### DATA EXTRACTS ###
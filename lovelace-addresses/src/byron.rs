//! Decode-only support for legacy Byron addresses
//!
//! A Byron address is a double-CBOR structure: `[#6.24(payload), crc32]`,
//! where the checksum covers the raw payload bytes and the payload itself is
//! `[root_hash, attributes, type]`. Byron addresses can be parsed and spent
//! from, but this library never constructs new ones.

use lovelace_codec::{
    minicbor::{self, data::Tag, Decode, Encode},
    utils::{Bytes, OrderPreservingProperties},
};
use lovelace_crypto::hash::Hash;

use crate::{Error, Network};

const TESTNET_MAGIC_DISCRIMINANT: u64 = 1097911063;

pub type AddressId = Hash<28>;
pub type StakeholderId = Hash<28>;

#[derive(Debug, Clone, PartialEq, Eq, PartialOrd)]
pub enum AddrDistr {
    Bootstrap(StakeholderId),
    Single,
}

impl<'b, C> minicbor::Decode<'b, C> for AddrDistr {
    fn decode(d: &mut minicbor::Decoder<'b>, ctx: &mut C) -> Result<Self, minicbor::decode::Error> {
        d.array()?;
        let variant = d.u32()?;

        match variant {
            0 => Ok(AddrDistr::Bootstrap(d.decode_with(ctx)?)),
            1 => Ok(AddrDistr::Single),
            _ => Err(minicbor::decode::Error::message(
                "invalid variant for address distribution",
            )),
        }
    }
}

impl<C> minicbor::Encode<C> for AddrDistr {
    fn encode<W: minicbor::encode::Write>(
        &self,
        e: &mut minicbor::Encoder<W>,
        ctx: &mut C,
    ) -> Result<(), minicbor::encode::Error<W::Error>> {
        match self {
            AddrDistr::Bootstrap(x) => {
                e.array(2)?;
                e.u32(0)?;
                e.encode_with(x, ctx)?;
            }
            AddrDistr::Single => {
                e.array(1)?;
                e.u32(1)?;
            }
        }

        Ok(())
    }
}

/// Byron address type tag
///
/// Only pubkey (0) and redeem (2) addresses ever made it on-chain; anything
/// else is rejected at the [`ByronAddress`] level.
#[derive(Debug, Clone, Copy, PartialEq, Eq, PartialOrd)]
pub enum AddrType {
    PubKey,
    Script,
    Redeem,
    Other(u64),
}

impl AddrType {
    pub fn value(&self) -> u64 {
        match self {
            AddrType::PubKey => 0,
            AddrType::Script => 1,
            AddrType::Redeem => 2,
            AddrType::Other(x) => *x,
        }
    }
}

impl<'b, C> minicbor::Decode<'b, C> for AddrType {
    fn decode(
        d: &mut minicbor::Decoder<'b>,
        _ctx: &mut C,
    ) -> Result<Self, minicbor::decode::Error> {
        let variant = d.u64()?;

        match variant {
            0 => Ok(AddrType::PubKey),
            1 => Ok(AddrType::Script),
            2 => Ok(AddrType::Redeem),
            x => Ok(AddrType::Other(x)),
        }
    }
}

impl<C> minicbor::Encode<C> for AddrType {
    fn encode<W: minicbor::encode::Write>(
        &self,
        e: &mut minicbor::Encoder<W>,
        _ctx: &mut C,
    ) -> Result<(), minicbor::encode::Error<W::Error>> {
        e.u64(self.value())?;

        Ok(())
    }
}

/// A single entry of the payload attribute map, in original order
#[derive(Debug, Clone, PartialEq, Eq, PartialOrd)]
pub enum AddrAttrProperty {
    AddrDistr(AddrDistr),
    DerivationPath(Bytes),
    NetworkMagic(Bytes),
    Unparsed(u8, Bytes),
}

impl<'b, C> minicbor::Decode<'b, C> for AddrAttrProperty {
    fn decode(d: &mut minicbor::Decoder<'b>, ctx: &mut C) -> Result<Self, minicbor::decode::Error> {
        let key = d.u8()?;

        match key {
            0 => Ok(AddrAttrProperty::AddrDistr(d.decode_with(ctx)?)),
            1 => Ok(AddrAttrProperty::DerivationPath(d.decode_with(ctx)?)),
            2 => Ok(AddrAttrProperty::NetworkMagic(d.decode_with(ctx)?)),
            x => Ok(AddrAttrProperty::Unparsed(x, d.decode_with(ctx)?)),
        }
    }
}

impl<C> minicbor::Encode<C> for AddrAttrProperty {
    fn encode<W: minicbor::encode::Write>(
        &self,
        e: &mut minicbor::Encoder<W>,
        ctx: &mut C,
    ) -> Result<(), minicbor::encode::Error<W::Error>> {
        match self {
            AddrAttrProperty::AddrDistr(x) => {
                e.u32(0)?;
                e.encode_with(x, ctx)?;
            }
            AddrAttrProperty::DerivationPath(x) => {
                e.u32(1)?;
                e.encode_with(x, ctx)?;
            }
            AddrAttrProperty::NetworkMagic(x) => {
                e.u32(2)?;
                e.encode_with(x, ctx)?;
            }
            AddrAttrProperty::Unparsed(a, b) => {
                e.encode_with(a, ctx)?;
                e.encode_with(b, ctx)?;
            }
        }

        Ok(())
    }
}

pub type AddrAttrs = OrderPreservingProperties<AddrAttrProperty>;

/// The inner payload of a Byron address
#[derive(Debug, Encode, Decode, Clone, PartialEq)]
pub struct AddressPayload {
    #[n(0)]
    pub root: AddressId,

    #[n(1)]
    pub attributes: AddrAttrs,

    #[n(2)]
    pub addrtype: AddrType,
}

impl AddressPayload {
    /// Network inferred from the magic attribute: the testnet discriminant
    /// maps to testnet, anything else (including absence) means mainnet.
    pub fn network(&self) -> Network {
        for attr in self.attributes.iter() {
            if let AddrAttrProperty::NetworkMagic(bytes) = attr {
                let magic: Result<u64, _> = minicbor::decode(bytes);

                return match magic {
                    Ok(TESTNET_MAGIC_DISCRIMINANT) => Network::Testnet,
                    _ => Network::Mainnet,
                };
            }
        }

        Network::Mainnet
    }
}

/// A decoded Byron address: raw payload bytes plus the CRC32 over them
#[derive(Debug, Clone, PartialEq, Eq, PartialOrd, Hash)]
pub struct ByronAddress {
    payload: Bytes,
    crc: u32,
}

fn compute_crc(payload: &[u8]) -> u32 {
    crc::Crc::<u32>::new(&crc::CRC_32_ISO_HDLC).checksum(payload)
}

impl ByronAddress {
    fn from_parts(payload: Bytes, crc: u32) -> Result<Self, Error> {
        let computed = compute_crc(&payload);

        if crc != computed {
            return Err(Error::InvalidByronCrc(crc, computed));
        }

        let candidate = ByronAddress { payload, crc };

        // reject structurally invalid payloads upfront so that accessors
        // never fail later
        let inner = candidate.decode_payload()?;

        match inner.addrtype {
            AddrType::PubKey | AddrType::Redeem => Ok(candidate),
            other => Err(Error::InvalidByronAddrType(other.value())),
        }
    }

    /// Tries to decode a Byron address from its raw CBOR bytes
    pub fn from_bytes(value: &[u8]) -> Result<Self, Error> {
        let mut d = minicbor::Decoder::new(value);

        d.array().map_err(Error::InvalidByronCbor)?;

        let tag = d.tag().map_err(Error::InvalidByronCbor)?;

        if tag != Tag::Cbor {
            return Err(Error::InvalidByronTag);
        }

        let payload: Vec<u8> = d
            .bytes()
            .map(Vec::from)
            .map_err(Error::InvalidByronCbor)?;

        let crc = d.u32().map_err(Error::InvalidByronCbor)?;

        Self::from_parts(payload.into(), crc)
    }

    /// Tries to decode a Byron address from its base58 rendering
    pub fn from_base58(value: &str) -> Result<Self, Error> {
        let bytes = base58::FromBase58::from_base58(value).map_err(Error::BadBase58)?;
        Self::from_bytes(&bytes)
    }

    /// Decodes the inner payload structure
    pub fn decode_payload(&self) -> Result<AddressPayload, Error> {
        minicbor::decode(&self.payload).map_err(Error::InvalidByronCbor)
    }

    /// The 28-byte root hash of the address
    pub fn root(&self) -> Result<AddressId, Error> {
        self.decode_payload().map(|x| x.root)
    }

    pub fn crc(&self) -> u32 {
        self.crc
    }

    pub fn network(&self) -> Result<Network, Error> {
        self.decode_payload().map(|x| x.network())
    }

    /// Gets a numeric id describing the type of the address
    pub fn typeid(&self) -> u8 {
        0b1000
    }

    pub fn to_vec(&self) -> Vec<u8> {
        minicbor::to_vec(self).expect("infallible")
    }

    pub fn to_hex(&self) -> String {
        hex::encode(self.to_vec())
    }

    pub fn to_base58(&self) -> String {
        base58::ToBase58::to_base58(self.to_vec().as_slice())
    }
}

impl<'b, C> minicbor::Decode<'b, C> for ByronAddress {
    fn decode(d: &mut minicbor::Decoder<'b>, _ctx: &mut C) -> Result<Self, minicbor::decode::Error> {
        d.array()?;

        let tag = d.tag()?;

        if tag != Tag::Cbor {
            return Err(minicbor::decode::Error::message(
                "expected tag 24 for byron address payload",
            ));
        }

        let payload: Vec<u8> = d.bytes().map(Vec::from)?;
        let crc = d.u32()?;

        ByronAddress::from_parts(payload.into(), crc)
            .map_err(|e| minicbor::decode::Error::message(format!("invalid byron address: {e}")))
    }
}

impl<C> minicbor::Encode<C> for ByronAddress {
    fn encode<W: minicbor::encode::Write>(
        &self,
        e: &mut minicbor::Encoder<W>,
        _ctx: &mut C,
    ) -> Result<(), minicbor::encode::Error<W::Error>> {
        e.array(2)?;
        e.tag(Tag::Cbor)?;
        e.bytes(&self.payload)?;
        e.u32(self.crc)?;

        Ok(())
    }
}
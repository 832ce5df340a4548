//! Asymmetric key material used to witness transactions

pub mod ed25519;
#[cfg(test)]
mod tests {
    use std::str::FromStr;

    use super::*;

    const MAINNET_TEST_VECTORS: &[(&str, u8)] = &[
        ("addr1qx2fxv2umyhttkxyxp8x0dlpdt3k6cwng5pxj3jhsydzer3n0d3vllmyqwsx5wktcd8cc3sq835lu7drv2xwl2wywfgse35a3x", 0u8),
        ("addr1z8phkx6acpnf78fuvxn0mkew3l0fd058hzquvz7w36x4gten0d3vllmyqwsx5wktcd8cc3sq835lu7drv2xwl2wywfgs9yc0hh", 1u8),
        ("addr1yx2fxv2umyhttkxyxp8x0dlpdt3k6cwng5pxj3jhsydzerkr0vd4msrxnuwnccdxlhdjar77j6lg0wypcc9uar5d2shs2z78ve", 2u8),
        ("addr1x8phkx6acpnf78fuvxn0mkew3l0fd058hzquvz7w36x4gt7r0vd4msrxnuwnccdxlhdjar77j6lg0wypcc9uar5d2shskhj42g", 3u8),
        ("addr1gx2fxv2umyhttkxyxp8x0dlpdt3k6cwng5pxj3jhsydzer5pnz75xxcrzqf96k", 4u8),
        ("addr128phkx6acpnf78fuvxn0mkew3l0fd058hzquvz7w36x4gtupnz75xxcrtw79hu", 5u8),
        ("addr1vx2fxv2umyhttkxyxp8x0dlpdt3k6cwng5pxj3jhsydzers66hrl8", 6u8),
        ("addr1w8phkx6acpnf78fuvxn0mkew3l0fd058hzquvz7w36x4gtcyjy7wx", 7u8),
        ("stake1uyehkck0lajq8gr28t9uxnuvgcqrc6070x3k9r8048z8y5gh6ffgw", 14u8),
        ("stake178phkx6acpnf78fuvxn0mkew3l0fd058hzquvz7w36x4gtcccycj5", 15u8),
        ("37btjrVyb4KDXBNC4haBVPCrro8AQPHwvCMp3RFhhSVWwfFmZ6wwzSK6JK1hY6wHNmtrpTf1kdbva8TCneM2YsiXT7mrzT21EacHnPpz5YyUdj64na", 8u8),
    ];

    const PAYMENT_PUBLIC_KEY: &str =
        "addr_vk1w0l2sr2zgfm26ztc6nl9xy8ghsk5sh6ldwemlpmp9xylzy4dtf7st80zhd";
    const STAKE_PUBLIC_KEY: &str =
        "stake_vk1px4j0r2fk7ux5p23shz8f3y5y2qam7s954rgf3lg5merqcj6aetsft99wu";

    fn hash_vector_key(key: &str) -> Hash<28> {
        let (_, x) = decode_bech32(key).unwrap();
        lovelace_crypto::hash::Hasher::<224>::hash(&x)
    }

    #[test]
    fn roundtrip_string() {
        for (original, _) in MAINNET_TEST_VECTORS {
            let addr = Address::from_str(original).unwrap();
            assert_eq!(&addr.to_string(), original);
        }
    }

    #[test]
    fn typeid_matches() {
        for (original, typeid) in MAINNET_TEST_VECTORS {
            let addr = Address::from_str(original).unwrap();
            assert_eq!(addr.typeid(), *typeid);
        }
    }

    #[test]
    fn network_matches() {
        for (original, _) in MAINNET_TEST_VECTORS {
            let addr = Address::from_str(original).unwrap();

            assert!(matches!(addr.network(), Some(Network::Mainnet)));
        }
    }

    #[test]
    fn construct_from_parts() {
        let payment_hash = hash_vector_key(PAYMENT_PUBLIC_KEY);
        let delegation_hash = hash_vector_key(STAKE_PUBLIC_KEY);

        let addr: Address = ShelleyAddress::new(
            Network::Mainnet,
            ShelleyPaymentPart::key_hash(payment_hash),
            ShelleyDelegationPart::key_hash(delegation_hash),
        )
        .into();

        assert_eq!(addr.to_bech32().unwrap(), MAINNET_TEST_VECTORS[0].0);
    }

    #[test]
    fn pointer_vector_matches() {
        let addr = Address::from_str(MAINNET_TEST_VECTORS[4].0).unwrap();

        match addr {
            Address::Shelley(x) => match x.delegation() {
                ShelleyDelegationPart::Pointer(ptr) => {
                    assert_eq!(ptr.slot(), 2498243);
                    assert_eq!(ptr.tx_idx(), 27);
                    assert_eq!(ptr.cert_idx(), 3);
                }
                _ => panic!("expected pointer delegation"),
            },
            _ => panic!("expected shelley address"),
        }
    }

    #[test]
    fn hrp_content_mismatch_rejected() {
        // a pool hrp is not an address
        let pool = encode_bech32(&[0u8; 28], "pool").unwrap();
        assert!(Address::from_bech32(&pool).is_err());

        // a stake string decoded as stake works
        let stake = MAINNET_TEST_VECTORS[8].0;
        assert!(Address::from_bech32(stake).is_ok());
    }

    #[test]
    fn shelley_into_stake() {
        let addr = Address::from_str(MAINNET_TEST_VECTORS[0].0).unwrap();

        match addr {
            Address::Shelley(shelley) => {
                let stake: StakeAddress = shelley.clone().try_into().unwrap();
                assert_eq!(stake.network(), shelley.network());
                assert_eq!(
                    stake.payload().as_hash(),
                    shelley.delegation().as_hash().unwrap()
                );
            }
            _ => panic!("expected shelley address"),
        }
    }
}
use std::collections::BTreeMap;

use lovelace_codec::minicbor::{self, Encode};
use lovelace_crypto::hash::{Hash, Hasher};

use crate::{CostModel, PlutusData, Redeemers};

pub type PlutusVersion = u8;

/// Cost models of the languages used by a transaction, keyed by version
/// (0 for PlutusV1, 1 for V2, 2 for V3)
#[derive(Debug, Clone, Default, PartialEq, Eq)]
pub struct LanguageViews(pub BTreeMap<PlutusVersion, CostModel>);

impl LanguageViews {
    pub fn is_empty(&self) -> bool {
        self.0.is_empty()
    }
}

impl FromIterator<(PlutusVersion, CostModel)> for LanguageViews {
    fn from_iter<I: IntoIterator<Item = (PlutusVersion, CostModel)>>(iter: I) -> Self {
        Self(iter.into_iter().collect())
    }
}

impl<C> Encode<C> for LanguageViews {
    fn encode<W: minicbor::encode::Write>(
        &self,
        e: &mut minicbor::Encoder<W>,
        ctx: &mut C,
    ) -> Result<(), minicbor::encode::Error<W::Error>> {
        // Ledger quirk, kept on purpose: the PlutusV1 entry is encoded with
        // a bytestring key (the CBOR of 0) whose value is the cost model
        // re-serialized as an indefinite list inside a bytestring. Because
        // that key serializes as 0x4100, it sorts after the plain uint keys
        // of the other languages.
        let mut canonical_order: Vec<u8> = self.0.keys().copied().filter(|&k| k != 0).collect();
        canonical_order.sort();
        if self.0.contains_key(&0) {
            canonical_order.push(0);
        }

        e.map(self.0.len() as u64)?;
        for lang in canonical_order {
            let cost_model = &self.0[&lang];
            match lang {
                0 => {
                    let mut inner = vec![];
                    let mut sub = minicbor::Encoder::new(&mut inner);
                    sub.begin_array().expect("infallible");
                    for v in cost_model.iter() {
                        sub.encode_with(v, ctx).expect("infallible");
                    }
                    sub.end().expect("infallible");

                    e.bytes(&minicbor::to_vec(0).expect("infallible"))?;
                    e.bytes(&inner)?;
                }
                _ => {
                    e.encode(lang)?;
                    e.encode(cost_model)?;
                }
            }
        }

        Ok(())
    }
}

/// The preimage of a transaction body's `script_data_hash`
#[derive(Debug, Clone)]
pub struct ScriptData {
    pub redeemers: Option<Redeemers>,
    pub datums: Option<Vec<PlutusData>>,
    pub language_views: Option<LanguageViews>,
}

impl ScriptData {
    /// Blake2b-256 over `cbor(redeemers) || cbor(datums) || cbor(views)`,
    /// with empty-map placeholders for absent redeemers and views
    pub fn hash(&self) -> Hash<32> {
        let mut buf = vec![];

        if let Some(redeemers) = &self.redeemers {
            minicbor::encode(redeemers, &mut buf).expect("infallible");
        } else {
            buf.push(0xa0);
        }

        if let Some(datums) = &self.datums {
            if !datums.is_empty() {
                minicbor::encode(datums, &mut buf).expect("infallible");
            }
        }

        if let Some(language_views) = &self.language_views {
            minicbor::encode(language_views, &mut buf).expect("infallible");
        } else {
            buf.push(0xa0);
        }

        Hasher::<256>::hash(&buf)
    }
}

#[cfg(test)]
mod tests {
    use super::*;

    #[test]
    fn v1_entry_uses_bytestring_key_and_goes_last() {
        let views: LanguageViews = [(0u8, vec![1i64, 2, 3]), (1u8, vec![4i64, 5])]
            .into_iter()
            .collect();

        let bytes = minicbor::to_vec(&views).unwrap();

        // map(2), then the v2 entry under plain key 1, then the v1 entry
        // under bytestring key 0x4100
        assert_eq!(bytes[0], 0xa2);
        assert_eq!(bytes[1], 0x01);

        let v1_key_pos = bytes
            .windows(2)
            .position(|w| w == [0x41, 0x00])
            .expect("v1 bytestring key present");
        assert!(v1_key_pos > 1);

        // the v1 cost model is wrapped in a bytestring holding an
        // indefinite list
        let after_key = &bytes[v1_key_pos + 2..];
        assert_eq!(after_key[0] & 0xe0, 0x40);
        assert_eq!(after_key[1], 0x9f);
        assert_eq!(*after_key.last().unwrap(), 0xff);
    }

    #[test]
    fn absent_parts_hash_as_empty_maps() {
        let empty = ScriptData {
            redeemers: None,
            datums: None,
            language_views: None,
        };

        // hash of two empty maps back to back
        let expected = Hasher::<256>::hash(&[0xa0, 0xa0]);
        assert_eq!(empty.hash(), expected);
    }

    #[test]
    fn datums_contribute_to_hash() {
        let without = ScriptData {
            redeemers: None,
            datums: None,
            language_views: None,
        };

        let with = ScriptData {
            redeemers: None,
            datums: Some(vec![PlutusData::unit()]),
            language_views: None,
        };

        assert_ne!(without.hash(), with.hash());
    }
}
use std::collections::BTreeMap;

use lovelace_codec::minicbor;
use lovelace_codec::utils::{CborWrap, Nullable};
use lovelace_primitives::*;

fn roundtrip<T>(value: &T) -> T
where
    T: minicbor::Encode<()> + for<'b> minicbor::Decode<'b, ()>,
{
    let bytes = minicbor::to_vec(value).unwrap();
    minicbor::decode(&bytes).unwrap()
}

fn keyhash(fill: u8) -> Hash<28> {
    Hash::new([fill; 28])
}

fn txid(fill: u8) -> Hash<32> {
    Hash::new([fill; 32])
}

fn enterprise_address(fill: u8) -> Bytes {
    let mut bytes = vec![0x60];
    bytes.extend_from_slice(&[fill; 28]);
    bytes.into()
}

fn asset_name(name: &[u8]) -> AssetName {
    AssetName::new(name.to_vec()).unwrap()
}

fn sample_body() -> TransactionBody {
    let mut mint = Mint::new();
    mint_add(&mut mint, keyhash(9), asset_name(b"Roadster"), 100);
    mint_add(&mut mint, keyhash(9), asset_name(b"Spent"), -4);

    let mut withdrawals = Withdrawals::new();
    let mut account = vec![0xe0];
    account.extend_from_slice(&[7; 28]);
    withdrawals.insert(account.into(), 1_500_000);

    TransactionBody {
        inputs: vec![
            TransactionInput::new(txid(1), 0),
            TransactionInput::new(txid(2), 3),
        ]
        .into(),
        outputs: vec![
            TransactionOutput::Legacy(LegacyTransactionOutput {
                address: enterprise_address(1),
                amount: Value::Coin(2_000_000),
                datum_hash: None,
            }),
            TransactionOutput::PostAlonzo(PostAlonzoTransactionOutput {
                address: enterprise_address(2),
                value: Value::new(
                    5_000_000,
                    [(keyhash(9), [(asset_name(b"Roadster"), 96u64)].into())].into(),
                ),
                datum_option: Some(DatumOption::Data(CborWrap(PlutusData::unit()))),
                script_ref: Some(CborWrap(ScriptRef::NativeScript(NativeScript::ScriptPubkey(
                    keyhash(3),
                )))),
            }),
        ],
        fee: 172_233,
        ttl: Some(1000),
        certificates: Some(vec![
            Certificate::StakeRegistration(StakeCredential::AddrKeyhash(keyhash(4))),
            Certificate::StakeDelegation(StakeCredential::AddrKeyhash(keyhash(4)), keyhash(5)),
            Certificate::RegDRepCert(StakeCredential::ScriptHash(keyhash(6)), 500_000_000, None),
        ]),
        withdrawals: Some(withdrawals),
        update: None,
        auxiliary_data_hash: Some(txid(8)),
        validity_interval_start: Some(100),
        mint: Some(mint),
        script_data_hash: Some(txid(7)),
        collateral: Some(vec![TransactionInput::new(txid(3), 1)]),
        required_signers: Some(vec![keyhash(1)].into()),
        network_id: Some(NetworkId::Testnet),
        collateral_return: None,
        total_collateral: Some(5_000_000),
        reference_inputs: Some(vec![TransactionInput::new(txid(4), 0)]),
        voting_procedures: None,
        proposal_procedures: None,
        treasury_value: None,
        donation: None,
    }
}

#[test]
fn body_roundtrips() {
    let body = sample_body();
    assert_eq!(roundtrip(&body), body);
}

#[test]
fn full_transaction_roundtrips() {
    let mut redeemer_map = BTreeMap::new();
    redeemer_map.insert(
        RedeemersKey {
            tag: RedeemerTag::Spend,
            index: 0,
        },
        RedeemersValue {
            data: PlutusData::unit(),
            ex_units: ExUnits::new(399882, 175940720),
        },
    );

    let witness_set = WitnessSet {
        vkeywitness: Some(vec![VKeyWitness {
            vkey: vec![0x5a; 32].into(),
            signature: vec![0xa5; 64].into(),
        }]),
        native_script: Some(vec![NativeScript::ScriptAll(vec![
            NativeScript::ScriptPubkey(keyhash(1)),
            NativeScript::InvalidHereafter(200),
        ])]),
        bootstrap_witness: None,
        plutus_v1_script: Some(vec![PlutusScript::<1>::new(b"some script".to_vec())]),
        plutus_data: Some(vec![PlutusData::unit()]),
        redeemer: Some(Redeemers::Map(redeemer_map)),
        plutus_v2_script: None,
        plutus_v3_script: None,
    };

    let aux = AuxiliaryData::PostAlonzo(PostAlonzoAuxiliaryData {
        metadata: Some(
            vec![(674u64, Metadatum::Text("hello".into()))].into(),
        ),
        ..Default::default()
    });

    let tx = Transaction::new(sample_body(), witness_set, Some(aux));

    assert_eq!(roundtrip(&tx), tx);
}

#[test]
fn transaction_id_is_body_blake2b() {
    let body = sample_body();
    let bytes = minicbor::to_vec(&body).unwrap();

    let expected = lovelace_crypto::hash::Hasher::<256>::hash(&bytes);
    assert_eq!(body.hash(), expected);
}

#[test]
fn absent_auxiliary_data_is_null() {
    let tx = Transaction::new(sample_body(), WitnessSet::default(), None);
    assert_eq!(tx.auxiliary_data, Nullable::Null);

    let bytes = minicbor::to_vec(&tx).unwrap();
    assert_eq!(*bytes.last().unwrap(), 0xf6);
}

#[test]
fn multiasset_entries_sort_canonically_on_the_wire() {
    // policies are fixed-size hashes, so plain lexicographic order rules;
    // asset names sort by length first
    let value = Value::new(
        1,
        [
            (
                keyhash(2),
                [(asset_name(b"bb"), 1u64), (asset_name(b"a"), 1u64)].into(),
            ),
            (keyhash(1), [(asset_name(b"zzz"), 1u64)].into()),
        ]
        .into(),
    );

    let bytes = minicbor::to_vec(&value).unwrap();

    let policy1 = bytes
        .windows(28)
        .position(|w| w == [1u8; 28])
        .expect("policy 1 present");
    let policy2 = bytes
        .windows(28)
        .position(|w| w == [2u8; 28])
        .expect("policy 2 present");
    assert!(policy1 < policy2);

    let a = bytes.windows(1).position(|w| w == b"a").unwrap();
    let bb = bytes
        .windows(2)
        .position(|w| w == b"bb")
        .expect("bb present");
    assert!(a < bb);
}

#[test]
fn withdrawals_and_certificates_roundtrip_in_body() {
    let body = sample_body();
    let bytes = minicbor::to_vec(&body).unwrap();
    let back: TransactionBody = minicbor::decode(&bytes).unwrap();

    assert_eq!(back.withdrawals, body.withdrawals);
    assert_eq!(back.certificates, body.certificates);
    assert_eq!(back.mint, body.mint);
}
###
### [TASK]
Wherever the string "anything" occurs in the data, copy the line that holds it.

### [EXERCISE RESULT]
/// Only pubkey (0) and redeem (2) addresses ever made it on-chain; anything
    /// maps to testnet, anything else (including absence) means mainnet.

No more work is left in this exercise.